If I wasn't already frustrated by the budget cuts, I'm very frustrated now. Cutting education is the WORST idea that our idiot governor has ever had, if he ever had an idea in the first place besides lift weights and shoot down the bad guys. Not only am I affected by these Furlough Days, but my statistics class is basically taught online (and I don't have the choice to take one in a classroom because they are all like this) and I come in, once a week, to talk to a professor who helps us confused people out with the online material that we don't understand. What if I want to sit in a classroom and let the teacher lecture at me so I can learn it that way, huh? Some of us can't learn things online like that!
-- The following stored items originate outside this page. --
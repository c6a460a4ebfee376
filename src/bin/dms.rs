use anyhow::{bail, Context, Result};
use clap::{ArgAction, Args, Parser, Subcommand};
use dms_engine::command::{Database, SearchQuery};
use dms_engine::config::EngineConfig;
use dms_engine::error_sink::ErrorSink;
use dms_engine::storage::{
    DataAsset, FileSystem, LocalFileSystem, MetaAsset, RemoteStore, Resource, ResourceInfo,
};
use dms_engine::transaction::{drive, DownloadUsers, SearchResources};
use dms_engine::version::{InMemoryVersionAuthority, VersionId};
use dms_engine::work::{
    spawn_job, CheckoutResourceJob, CreateResourceJob, JobReport, JobState, UpdateUi,
    WorkRequestor, WorkServices,
};
use indicatif::{ProgressBar, ProgressStyle};
use serde_json::{Map, Value};
use std::collections::BTreeMap;
use std::path::PathBuf;
use std::sync::Arc;
use tracing_subscriber::EnvFilter;

#[derive(Parser, Debug)]
#[command(name = "dms", version, about = "Document store client")]
struct Cli {
    /// Config file (default: ~/.config/dms/config.toml)
    #[arg(long, global = true, env = "DMS_CONFIG", value_name = "PATH")]
    config: Option<PathBuf>,

    /// Database host, overrides the config file
    #[arg(long, global = true)]
    host: Option<String>,

    /// Database port, overrides the config file
    #[arg(long, global = true)]
    port: Option<u16>,

    /// Debug output (repeat for more)
    #[arg(short = 'v', long, global = true, action = ArgAction::Count)]
    verbose: u8,

    #[command(subcommand)]
    command: Commands,
}

#[derive(Subcommand, Debug)]
enum Commands {
    /// List users
    Users,

    /// Full-text search, current versions only
    Search(SearchArgs),

    /// Store a local file as a new resource
    Create(CreateArgs),

    /// Download one version into a local file
    Checkout(CheckoutArgs),
}

#[derive(Args, Debug)]
struct SearchArgs {
    /// Bound field values, `field=value`; `x_start` / `x_stop` form a range
    #[arg(value_name = "FIELD=VALUE")]
    fields: Vec<String>,

    #[arg(long, default_value_t = 25)]
    limit: u32,
}

#[derive(Args, Debug)]
struct CreateArgs {
    file: PathBuf,

    #[arg(long)]
    title: Option<String>,

    #[arg(long, default_value = "application/octet-stream")]
    content_type: String,
}

#[derive(Args, Debug)]
struct CheckoutArgs {
    version: String,
    dest: PathBuf,
}

/// Draws job progress on a terminal progress bar.
struct BarRequestor {
    bar: ProgressBar,
}

impl WorkRequestor for BarRequestor {
    fn work_report(&self, update_ui: &UpdateUi, job: &JobReport, resource: &ResourceInfo) {
        update_ui(job);
        if !job.is_final() {
            return;
        }
        match job.error {
            None if job.state == JobState::FINISHED => self.bar.finish_with_message(format!(
                "{} done",
                resource.version.map(|v| v.to_string()).unwrap_or_default()
            )),
            None => self.bar.abandon_with_message(job.state.to_string()),
            Some(code) => self.bar.abandon_with_message(format!("{}: {}", job.state, code)),
        }
    }
}

fn progress_bar() -> (Arc<BarRequestor>, UpdateUi) {
    let bar = ProgressBar::new(0);
    let style = ProgressStyle::with_template(
        "{spinner} [{bar:40}] {bytes}/{total_bytes} {bytes_per_sec} {msg}",
    )
    .unwrap_or_else(|_| ProgressStyle::default_bar())
    .progress_chars("=> ");
    bar.set_style(style);

    let ui = bar.clone();
    let update_ui: UpdateUi = Arc::new(move |job: &JobReport| {
        if job.bytes_total > 0 {
            ui.set_length(job.bytes_total);
        }
        ui.set_position(job.bytes_complete);
    });
    (Arc::new(BarRequestor { bar }), update_ui)
}

fn init_tracing(verbose: u8) {
    let default = match verbose {
        0 => "info",
        1 => "debug",
        _ => "trace",
    };
    let filter = EnvFilter::try_from_default_env().unwrap_or_else(|_| EnvFilter::new(default));
    tracing_subscriber::fmt()
        .with_env_filter(filter)
        .with_writer(std::io::stderr)
        .init();
}

fn load_config(cli: &Cli) -> Result<EngineConfig> {
    let path = cli.config.clone().or_else(EngineConfig::default_path);
    let mut config = EngineConfig::load_or_default(path.as_deref())
        .context("Failed to load configuration")?;
    if let Some(host) = &cli.host {
        config.database.host = host.clone();
    }
    if let Some(port) = cli.port {
        config.database.port = port;
    }
    config.validate().context("Invalid configuration")?;
    Ok(config)
}

fn database(config: &EngineConfig) -> Result<Database> {
    Database::from_config(&config.database).context("Invalid database address")
}

fn print_json(value: &impl serde::Serialize) -> Result<()> {
    println!("{}", serde_json::to_string_pretty(value)?);
    Ok(())
}

#[tokio::main]
async fn main() -> Result<()> {
    let cli = Cli::parse();
    init_tracing(cli.verbose);
    let config = load_config(&cli)?;
    // The version store lives outside this engine; a process-local
    // authority serves standalone use.
    let versions = Arc::new(InMemoryVersionAuthority::new());

    match cli.command {
        Commands::Users => {
            let users_db =
                Database::users_from_config(&config.database).context("Invalid database address")?;
            let users = drive(DownloadUsers::new(users_db, config.connection.clone()), |_| {})
                .await
                .context("Failed to download users")?;
            print_json(&users)?;
        }

        Commands::Search(args) => {
            let mut bound = BTreeMap::new();
            for field in &args.fields {
                let Some((key, value)) = field.split_once('=') else {
                    bail!("Expected FIELD=VALUE, got '{}'", field);
                };
                bound.insert(key.to_string(), value.to_string());
            }
            let task = SearchResources::new(
                database(&config)?,
                config.connection.clone(),
                SearchQuery::from_bound(&bound),
                versions,
            )?
            .with_limit(args.limit);
            let rows = drive(task, |_| {}).await.context("Search failed")?;
            print_json(&rows)?;
        }

        Commands::Create(args) => {
            let dir = args
                .file
                .parent()
                .filter(|dir| !dir.as_os_str().is_empty())
                .map(PathBuf::from)
                .unwrap_or_else(|| PathBuf::from("."));
            let name = args
                .file
                .file_name()
                .map(PathBuf::from)
                .context("Expected a file path")?;
            let fs = Arc::new(LocalFileSystem::new(dir));
            let data = DataAsset::from_file(fs.as_ref(), &name)
                .await
                .with_context(|| format!("Cannot read {}", args.file.display()))?
                .with_content_type(args.content_type);

            let mut properties = Map::new();
            let title = args.title.unwrap_or_else(|| name.display().to_string());
            properties.insert("title".to_string(), Value::String(title));

            let services = services(&config, fs, versions)?;
            let errors = services.errors.clone();
            let job = CreateResourceJob::new(Resource::new(MetaAsset::new(properties), data), services);
            run_job(job, &errors).await?;
        }

        Commands::Checkout(args) => {
            let version = VersionId::parse(&args.version)?;
            let dir = args
                .dest
                .parent()
                .filter(|dir| !dir.as_os_str().is_empty())
                .map(PathBuf::from)
                .unwrap_or_else(|| PathBuf::from("."));
            let name = args
                .dest
                .file_name()
                .map(PathBuf::from)
                .context("Expected a destination file path")?;
            let fs = Arc::new(LocalFileSystem::new(dir));

            let services = services(&config, fs, versions)?;
            let errors = services.errors.clone();
            run_job(CheckoutResourceJob::new(version, name, services), &errors).await?;
        }
    }
    Ok(())
}

fn services(
    config: &EngineConfig,
    fs: Arc<dyn FileSystem>,
    versions: Arc<InMemoryVersionAuthority>,
) -> Result<WorkServices> {
    Ok(WorkServices {
        store: RemoteStore {
            database: database(config)?,
            connection: config.connection.clone(),
            fs,
        },
        versions,
        errors: ErrorSink::new(),
        job_timeout: config.jobs.timeout(),
    })
}

async fn run_job<J: dms_engine::work::Job>(job: J, errors: &ErrorSink) -> Result<()> {
    let (requestor, update_ui) = progress_bar();
    let handle = spawn_job(job, requestor, update_ui)?;

    // Ctrl-C asks the job to stop at its next step
    let ctx = handle.context();
    let interrupt = tokio::spawn(async move {
        if tokio::signal::ctrl_c().await.is_ok() {
            ctx.request_abort();
        }
    });
    let outcome = handle.join().await?;
    interrupt.abort();

    if outcome.is_finished() {
        print_json(&outcome.resource.info().version.map(|v| v.to_string()))?;
        return Ok(());
    }
    for record in errors.drain() {
        eprintln!("{}: {}", record.title, record.user_message);
    }
    bail!("Job ended in state {}", outcome.report.state)
}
They tell you in high school that college is full of opportunity and they have things for everyone, so you can learn in all kinds of ways, and then they cut the budget, decide on one way, and then it's either "my way or the highway, buddy!"

At the community college that my sister is going to, they cut 168 classes and basically fired all the part time professors, just so they could make do. And they canceled a lot of classes the WEEK before school started, or even 2 or 3 DAYS before, so students were scrambling to find classes and many couldn't be full time students even though they had originally signed up to be full time and paid all of their fees.
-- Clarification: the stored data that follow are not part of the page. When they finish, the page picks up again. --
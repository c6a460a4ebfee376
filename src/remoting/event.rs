//! Notification channel between a remote operation and its owner.
//!
//! A run produces `Progress* (Complete | Error | Timeout)`. The terminal
//! methods on [`EventSink`] consume the sink, which drops the only sender and
//! closes the channel, so nothing can follow a terminal event.

use crate::error::{Error, Result};
use crate::net::Progress;
use std::time::Duration;
use tokio::sync::mpsc;

#[derive(Debug)]
pub enum Event<R> {
    Progress(Progress),
    Error { message: String, cause: Error },
    /// No bytes moved within the window
    Timeout(Duration),
    Complete(R),
}

impl<R> Event<R> {
    pub fn is_terminal(&self) -> bool {
        !matches!(self, Event::Progress(_))
    }

    /// Short label, handy for asserting on event sequences.
    pub fn kind(&self) -> &'static str {
        match self {
            Event::Progress(_) => "progress",
            Event::Error { .. } => "error",
            Event::Timeout(_) => "timeout",
            Event::Complete(_) => "complete",
        }
    }
}

/// Create a connected sink/stream pair.
pub fn channel<R>() -> (EventSink<R>, EventStream<R>) {
    let (tx, rx) = mpsc::unbounded_channel();
    (EventSink { tx }, EventStream { rx })
}

/// Producer half. Progress may be sent any number of times; exactly one
/// terminal method can be called.
#[derive(Debug)]
pub struct EventSink<R> {
    tx: mpsc::UnboundedSender<Event<R>>,
}

impl<R> EventSink<R> {
    pub fn progress(&self, progress: Progress) {
        // A dropped receiver means nobody is listening; the run still finishes
        let _ = self.tx.send(Event::Progress(progress));
    }

    pub fn complete(self, reply: R) {
        let _ = self.tx.send(Event::Complete(reply));
    }

    pub fn error(self, message: impl Into<String>, cause: Error) {
        let _ = self.tx.send(Event::Error {
            message: message.into(),
            cause,
        });
    }

    pub fn timeout(self, window: Duration) {
        let _ = self.tx.send(Event::Timeout(window));
    }

    /// Route a failure to the matching terminal channel.
    pub fn fail(self, cause: Error) {
        match cause {
            Error::TransportTimeout(window) | Error::JobTimeout(window) => self.timeout(window),
            cause => {
                let message = cause.to_string();
                self.error(message, cause)
            }
        }
    }

    pub fn finish(self, result: Result<R>) {
        match result {
            Ok(reply) => self.complete(reply),
            Err(cause) => self.fail(cause),
        }
    }
}

/// Consumer half.
#[derive(Debug)]
pub struct EventStream<R> {
    rx: mpsc::UnboundedReceiver<Event<R>>,
}

impl<R> EventStream<R> {
    /// Next event, or `None` once the terminal event has been taken.
    pub async fn next(&mut self) -> Option<Event<R>> {
        self.rx.recv().await
    }

    /// Forward progress to `on_progress` and turn the terminal event into a
    /// result. A timeout comes back as `Error::TransportTimeout`.
    pub async fn into_result<F>(mut self, mut on_progress: F) -> Result<R>
    where
        F: FnMut(Progress),
    {
        while let Some(event) = self.rx.recv().await {
            match event {
                Event::Progress(progress) => on_progress(progress),
                Event::Complete(reply) => return Ok(reply),
                Event::Error { cause, .. } => return Err(cause),
                Event::Timeout(window) => return Err(Error::TransportTimeout(window)),
            }
        }
        Err(Error::JobFatal(
            "Event channel closed without a terminal event".to_string(),
        ))
    }

    /// Drain every event until the channel closes.
    pub async fn collect(mut self) -> Vec<Event<R>> {
        let mut events = Vec::new();
        while let Some(event) = self.rx.recv().await {
            events.push(event);
        }
        events
    }
}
You know what could save money for the state? If they turned down the amount of AC in the classrooms. It was about 90 degrees outside on Wednesday and, when we went inside, it was about 60 degrees in our classroom. That's a huge difference! And who, honestly, brings a jacket with them in 90 degree weather? I bet if they kept the temperature between 75-80 degrees in classrooms, they would save a TON of money. If we're already wearing shorts and tank tops, who cares if the classrooms are a little warm? It's better than getting frostbite from the temperature change!

I am ready to take this to the governor himself, since I live about 1 1/2 hours away from the state capital. Because this is absolutely ridiculous. He's giving my state a bad rep, to the point where I am strongly convince that I am going to move out of state for my Master's degree, even if it means more fees. At least I will get a decent education that way.

What do you think?

1 comment:

  1. I think that it's tough all over the state, and unfair for all college students trying to pay for and get a decent education. Sure doesn't make California look very good!